Friday, July 15, 2016

Другие в лирическом тексте (Ответы на вопросы журнала "Воздух")

«Другие люди существуют» (© один умеренно интеллектуальный сериал). Существуют ли они в вашей поэзии? Кто это с наибольшей вероятностью — некто действительный или вымышленный персонаж, кто-то близкий или чем-то зацепивший внимание случайный прохожий? Зачем этот другой человек — чтобы наблюдать за ним с наивозможной углублённостью, или чтобы взять у него зачем-либо потребовавшуюся черту, свойство или словцо, или чтобы дать ему тоже право голоса, которого, быть может, он в экзистенциальном смысле лишён?

Другие люди, для меня это - одна из главных тайн и мистерий жизни. С детства взгляд на освещенные окна, особенно, на окна новостроек, такие изначально типовые, стандартные, скучные, наполнял меня тем безысходным чувством непричастности и причастности, которое, наверное, охватывает всякого, со стороны наблюдающего за таинством. Хотелось быть всюду, во всех, быть всеми, жить их жизнями, не понимать. Постепенно острота этого стремления была смягчена, не помню, откуда взявшимся навыком. Незначительный поворот мысли, и все светящиеся соты заполняются темным медом недоумения. И вот ты уже словно бы везде, во всем и ты не постигаешь все в равной и предельной степени. Грандиозная непостижимость чужих существований способна и подавлять, и возносить нас.
Помню, как чуть позже угнетало меня чтение эпитафий Эдгара Ли Мастерса  («Антология Спун-Ривер») и близкие им по духу портреты Эдвина Арлингтона Робинсона («Городок на реке» и др.) в антологиях американской поэзии. Угнетало и захватывало одновременно. Что же было тому причиной, я догадалась сравнительно недавно. И эта догадка помогла мне точнее понять, где именно пролегает для меня граница между прозой и поэзией. Фальшь, доводившая меня до содрогания, содержалась не в самих текстах, но в претензии представить их как поэзию, поместить их в поэтическую  антологию, а не, например, в сборник короткой прозы, в то время как нет в них ни единой фразы, ни единого поворота речи, ни единого образа, который бы хоть на йоту выходил за границу общих мест и представлений авторов о «других людях». Все, что было в них сказано, могло бы быть сказано, возможно, с меньшим изяществом, на посиделках или на поминках. Ни об одном из своих героев они не могли бы сказать по-пушкински: «Странный был он человек».

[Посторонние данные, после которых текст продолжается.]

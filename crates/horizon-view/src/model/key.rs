//! Key values extracted from items for sorting and grouping.
//!
//! Sort and group descriptions reduce each item to a [`Key`] and compare keys
//! rather than items. Keys carry a default total order so that most rules can
//! be built from a key extractor alone.

use std::cmp::Ordering;
use std::fmt;

/// A type-erased key extracted from an item.
///
/// # Default Ordering
///
/// [`Key::compare`] defines a total order:
///
/// - `None` sorts before everything else
/// - `Bool` sorts before numbers, `false` before `true`
/// - `Int` and `Float` compare numerically against each other; floats use
///   IEEE total ordering so `NaN` has a stable place
/// - `String` sorts after numbers, lexicographically by bytes
///
/// # Example
///
/// ```
/// use horizon_view::model::Key;
/// use std::cmp::Ordering;
///
/// assert_eq!(Key::from(1).compare(&Key::from(2.5)), Ordering::Less);
/// assert_eq!(Key::None.compare(&Key::from(false)), Ordering::Less);
/// assert_eq!(Key::from("b").compare(&Key::from("a")), Ordering::Greater);
/// ```
#[derive(Debug, Clone, Default)]
pub enum Key {
    /// No key (for example, a missing optional field).
    #[default]
    None,
    /// Boolean key.
    Bool(bool),
    /// Integer key.
    Int(i64),
    /// Floating point key.
    Float(f64),
    /// String key.
    String(String),
}

impl Key {
    /// Returns `true` if this is `Key::None`.
    pub fn is_none(&self) -> bool {
        matches!(self, Key::None)
    }

    /// Attempts to get the key as a string slice.
    pub fn as_str(&self) -> Option<&str> {
        match self {
            Key::String(s) => Some(s.as_str()),
            _ => None,
        }
    }

    /// Attempts to get the key as an integer.
    pub fn as_int(&self) -> Option<i64> {
        match self {
            Key::Int(n) => Some(*n),
            _ => None,
        }
    }

    /// Attempts to get the key as a float. Integers are widened.
    pub fn as_float(&self) -> Option<f64> {
        match self {
            Key::Float(n) => Some(*n),
            Key::Int(n) => Some(*n as f64),
            _ => None,
        }
    }

    /// Attempts to get the key as a boolean.
    pub fn as_bool(&self) -> Option<bool> {
        match self {
            Key::Bool(b) => Some(*b),
            _ => None,
        }
    }

    fn rank(&self) -> u8 {
        match self {
            Key::None => 0,
            Key::Bool(_) => 1,
            Key::Int(_) | Key::Float(_) => 2,
            Key::String(_) => 3,
        }
    }

    /// Compares two keys using the default total order.
    pub fn compare(&self, other: &Key) -> Ordering {
        match (self, other) {
            (Key::None, Key::None) => Ordering::Equal,
            (Key::Bool(a), Key::Bool(b)) => a.cmp(b),
            (Key::Int(a), Key::Int(b)) => a.cmp(b),
            (Key::Float(a), Key::Float(b)) => a.total_cmp(b),
            (Key::Int(a), Key::Float(b)) => compare_int_float(*a, *b),
            (Key::Float(a), Key::Int(b)) => compare_int_float(*b, *a).reverse(),
            (Key::String(a), Key::String(b)) => a.cmp(b),
            _ => self.rank().cmp(&other.rank()),
        }
    }
}

fn compare_int_float(int: i64, float: f64) -> Ordering {
    if float.is_nan() {
        // total_cmp places positive NaN above every number, negative NaN below.
        return if float.is_sign_negative() {
            Ordering::Greater
        } else {
            Ordering::Less
        };
    }
    (int as f64).total_cmp(&float).then_with(|| {
        // Equal after widening: break the tie on the exact integer part.
        // `i64::MAX as f64` rounds up to 2^63, which exceeds every i64.
        let truncated = float.trunc();
        if truncated >= i64::MAX as f64 {
            Ordering::Less
        } else {
            int.cmp(&(truncated as i64))
        }
    })
}

impl PartialEq for Key {
    fn eq(&self, other: &Self) -> bool {
        self.compare(other) == Ordering::Equal
    }
}

impl Eq for Key {}

impl PartialOrd for Key {
    fn partial_cmp(&self, other: &Self) -> Option<Ordering> {
        Some(self.cmp(other))
    }
}

impl Ord for Key {
    fn cmp(&self, other: &Self) -> Ordering {
        self.compare(other)
    }
}

impl fmt::Display for Key {
    fn fmt(&self, f: &mut fmt::Formatter<'_>) -> fmt::Result {
        match self {
            Key::None => write!(f, "<none>"),
            Key::Bool(b) => write!(f, "{b}"),
            Key::Int(n) => write!(f, "{n}"),
            Key::Float(n) => write!(f, "{n}"),
            Key::String(s) => write!(f, "{s}"),
        }
    }
}

impl From<String> for Key {
    fn from(s: String) -> Self {
        Key::String(s)
    }
}

impl From<&str> for Key {
    fn from(s: &str) -> Self {
        Key::String(s.to_string())
    }
}

impl From<&String> for Key {
    fn from(s: &String) -> Self {
        Key::String(s.clone())
    }
}

impl From<i64> for Key {
    fn from(n: i64) -> Self {
        Key::Int(n)
    }
}

impl From<i32> for Key {
    fn from(n: i32) -> Self {
        Key::Int(n as i64)
    }
}

impl From<u32> for Key {
    fn from(n: u32) -> Self {
        Key::Int(n as i64)
    }
}

impl From<usize> for Key {
    fn from(n: usize) -> Self {
        Key::Int(n as i64)
    }
}

impl From<f64> for Key {
    fn from(n: f64) -> Self {
        Key::Float(n)
    }
}

impl From<f32> for Key {
    fn from(n: f32) -> Self {
        Key::Float(n as f64)
    }
}

impl From<bool> for Key {
    fn from(b: bool) -> Self {
        Key::Bool(b)
    }
}

impl<T: Into<Key>> From<Option<T>> for Key {
    fn from(opt: Option<T>) -> Self {
        match opt {
            Some(v) => v.into(),
            None => Key::None,
        }
    }
}

#[cfg(test)]
mod tests {
    use super::*;

    #[test]
    fn test_key_rank_order() {
        let mut keys = vec![
            Key::from("a"),
            Key::from(3),
            Key::None,
            Key::from(true),
            Key::from(-1.5),
        ];
        keys.sort();
        assert_eq!(
            keys,
            vec![
                Key::None,
                Key::from(true),
                Key::from(-1.5),
                Key::from(3),
                Key::from("a"),
            ]
        );
    }

    #[test]
    fn test_int_float_mixed_compare() {
        assert_eq!(Key::from(2).compare(&Key::from(2.0)), Ordering::Equal);
        assert_eq!(Key::from(2).compare(&Key::from(2.5)), Ordering::Less);
        assert_eq!(Key::from(3.0).compare(&Key::from(2)), Ordering::Greater);
        assert_eq!(Key::from(5).compare(&Key::from(f64::NAN)), Ordering::Less);
    }

    #[test]
    fn test_int_float_compare_at_i64_bounds() {
        let two_pow_63 = Key::Float(9_223_372_036_854_775_808.0);
        assert_eq!(Key::Int(i64::MAX).compare(&two_pow_63), Ordering::Less);
        assert_eq!(Key::Int(i64::MAX - 1).compare(&two_pow_63), Ordering::Less);
        assert_eq!(two_pow_63.compare(&Key::Int(i64::MAX)), Ordering::Greater);
        assert_eq!(Key::Int(i64::MAX).compare(&Key::Int(i64::MAX - 1)), Ordering::Greater);

        let neg_two_pow_63 = Key::Float(-9_223_372_036_854_775_808.0);
        assert_eq!(Key::Int(i64::MIN).compare(&neg_two_pow_63), Ordering::Equal);
        assert_eq!(Key::Int(i64::MIN + 1).compare(&neg_two_pow_63), Ordering::Greater);
    }

    #[test]
    fn test_float_total_order() {
        assert_eq!(Key::from(f64::NAN).compare(&Key::from(f64::NAN)), Ordering::Equal);
        assert_eq!(Key::from(1.0).compare(&Key::from(f64::NAN)), Ordering::Less);
    }

    #[test]
    fn test_key_accessors() {
        assert_eq!(Key::from("x").as_str(), Some("x"));
        assert_eq!(Key::from(7).as_int(), Some(7));
        assert_eq!(Key::from(7).as_float(), Some(7.0));
        assert_eq!(Key::from(false).as_bool(), Some(false));
        assert!(Key::from(None::<i32>).is_none());
        assert_eq!(Key::from(Some("y")), Key::from("y"));
    }

    #[test]
    fn test_key_display() {
        assert_eq!(Key::from("even").to_string(), "even");
        assert_eq!(Key::None.to_string(), "<none>");
        assert_eq!(Key::from(42).to_string(), "42");
    }
}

Еще у Батюшкова во фрагменте из записной книжки «Чужое — мое сокровище» появляется  «странный человек». По сути, это даже два странных человека – белый и черный. Батюшков подробно перечисляет их противоречивые особенности и, под конец, утомившись, восклицает: «Это я!...»

Только при взгляде на себя издалека, среди других, в отстранении и остраннении, найдешь себя и примешь себя, хоть на мгновение, но и только лишь при взгляде в зеркало мы можем узнать, опознать, описать, очертить, хотя бы поверхностно обозначить других.
Другие люди всегда присутствуют в моих стихах и книгах. Это и те, к кому они обращены, и те, кому они посвящены, и нечастые герои их, и вдохновители (как например, в цикле «Другие люди, чужие слова», где стихотворения строятся на фундаменте чужих поэтических интонаций и поэтик, то прямо цитируемых и искажаемых, то смутно припоминаемых), и даже – на другом конце спектра – редко-редко поминаемые «хозяева дискурса», «добрые люди», которые что-то там скажут или подумают, «княгини марьи алексевны».

Названия двух моих циклов прямо  отвечают на поставленные вопросы: «чужая жизнь может быть» и «чужая, может быть, жизнь». В первом происходит болезненное признание самой возможности чужого недоступного нам бытия, жизни «других людей», во втором – появляется слабая догадка, что всякая жизнь, может быть, чужая, и только в отчуждении от нас становится собственно жизнью.